Brembo chiude il primo trimestre
dell’anno con ricavi netti consolidati pari a 937,4 milioni, in
calo del 2,1% rispetto al primo trimestre del 2025, e in
crescita dell’1,9% a parità di cambi. L’utile netto sale a 56,9
milioni, rispetto ai 51,1 milioni dello stesso periodo dell’anno
scorso.
Il margine operativo lordo (Ebitda) ammonta a 154,7 milioni
(16,5% dei ricavi) , in crescita dello 0,9% rispetto ai 153,3
milioni del primo trimestre 2025. Il margine operativo netto
(Ebit) è pari a 85,9 milioni (9,2% dei ricavi), rispetto a 83,5
milioni del primo trimestre 2025. Nei primi tre mesi dell’anno
sono stati realizzati investimenti netti per 72,1 milioni , di
cui 6,6 milioni per incrementi beni in leasing.
Il gruppo ha aggiornato la propria guidance per il 2026 ,
migliorandola rispetto alle indicazioni precedenti comunicate il
18 marzo. Previsti ricavi in crescita del 3% a parità di cambi
(precedente era in linea rispetto al 2025); Ebitda margin pari a
circa il 16, 5% dei ricavi ; investimenti pari a circa 350
milioni; indebitamento inferiore a 700 milioni.

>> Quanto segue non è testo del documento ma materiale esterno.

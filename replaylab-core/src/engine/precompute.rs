//! Frame precomputation.
//!
//! M15 and H1 bars are aggregated from the M5 input once, and every
//! indicator column is computed before the bar loop begins. The loop only
//! ever reads through bounded views of these frames.

use crate::components::indicator::Indicator;
use crate::config::{EngineConfig, StrategyFamily};
use crate::data::{aggregate, columns, Frame};
use crate::domain::{Bar, Timeframe};
use crate::indicators::{Atr, Ema, Sma};

/// Indicator periods shared by the three timeframes.
#[derive(Debug, Clone, Copy, PartialEq, Eq)]
pub struct IndicatorSpec {
    pub ema_fast: usize,
    pub ema_slow: usize,
    pub atr: usize,
    /// Reference moving average for the session evaluators.
    pub ma: Option<usize>,
}

impl IndicatorSpec {
    pub fn for_config(config: &EngineConfig) -> Self {
        match (config.strategy_family, &config.alternate) {
            (StrategyFamily::Session, Some(alt)) => Self {
                ema_fast: alt.ema_fast,
                ema_slow: alt.ema_slow,
                atr: alt.atr_period,
                ma: Some(alt.ma_period),
            },
            _ => Self {
                ema_fast: config.staged.ema_fast,
                ema_slow: config.staged.ema_slow,
                atr: config.staged.atr_period,
                ma: None,
            },
        }
    }

    pub fn columns(&self) -> Vec<(&'static str, Box<dyn Indicator>)> {
        let mut cols: Vec<(&'static str, Box<dyn Indicator>)> = vec![
            (columns::EMA_FAST, Box::new(Ema::new(self.ema_fast))),
            (columns::EMA_SLOW, Box::new(Ema::new(self.ema_slow))),
            (columns::ATR, Box::new(Atr::new(self.atr))),
        ];
        if let Some(period) = self.ma {
            cols.push((columns::MA, Box::new(Sma::new(period))));
        }
        cols
    }
}

/// The three timeframes of one replay.
#[derive(Debug, Clone)]
pub struct Frames {
    pub m5: Frame,
    pub m15: Frame,
    pub h1: Frame,
}

/// Aggregate the higher timeframes and compute every indicator column.
pub fn build_frames(bars: &[Bar], spec: &IndicatorSpec) -> Frames {
    let cols = spec.columns();
    let m15 = aggregate(bars, Timeframe::M15);
    let h1 = aggregate(bars, Timeframe::H1);
    Frames {
        m5: Frame::build(Timeframe::M5, bars.to_vec(), &cols),
        m15: Frame::build(Timeframe::M15, m15, &cols),
        h1: Frame::build(Timeframe::H1, h1, &cols),
    }
}

/// The warmup is the maximum lookback across all configured indicators.
pub fn compute_warmup(spec: &IndicatorSpec) -> usize {
    spec.columns()
        .iter()
        .map(|(_, indicator)| indicator.lookback())
        .max()
        .unwrap_or(0)
}

#[cfg(test)]
mod tests {
    use super::*;
    use crate::config::AlternateConfig;
    use crate::indicators::make_bars;

    #[test]
    fn staged_spec_has_no_ma_column() {
        let spec = IndicatorSpec::for_config(&EngineConfig::default());
        assert_eq!((spec.ema_fast, spec.ema_slow, spec.atr, spec.ma), (20, 50, 14, None));
        assert_eq!(spec.columns().len(), 3);
    }

    #[test]
    fn session_spec_uses_alternate_periods() {
        let config = EngineConfig {
            strategy_family: StrategyFamily::Session,
            alternate: Some(AlternateConfig::default()),
            ..EngineConfig::default()
        };
        let spec = IndicatorSpec::for_config(&config);
        assert_eq!(spec.ma, Some(20));
        assert_eq!(spec.ema_fast, 9);
        assert_eq!(compute_warmup(&spec), 20);
    }

    #[test]
    fn frames_aggregate_and_share_columns() {
        let bars = make_bars(&[100.0; 24]);
        let spec = IndicatorSpec {
            ema_fast: 2,
            ema_slow: 3,
            atr: 2,
            ma: None,
        };
        let frames = build_frames(&bars, &spec);
        assert_eq!(frames.m5.len(), 24);
        assert_eq!(frames.m15.len(), 8);
        assert_eq!(frames.h1.len(), 2);
        for frame in [&frames.m5, &frames.m15, &frames.h1] {
            let view = frame.view(frame.len());
            assert!(view.has_column(columns::ATR));
            assert!(!view.has_column(columns::MA));
        }
    }
}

Il primo trimestre si è chiuso con “risultati solidi,
nonostante un contesto geopolitico e di mercato che resta
complesso”, afferma presidente esecutivo di Brembo Matteo
Tiraboschi. “I margini – aggiunge – sono in crescita e la
generazione di cassa rafforza ulteriormente la struttura
finanziaria del gruppo. Guardando al futuro, abbiamo annunciato
importanti sviluppi su Sensify, la nostra piattaforma di frenata
intelligente: l’avvio della produzione in serie per un
costruttore globale e la firma di nuovi contratti aprono la
strada a una diffusione su larga scala nei prossimi anni”.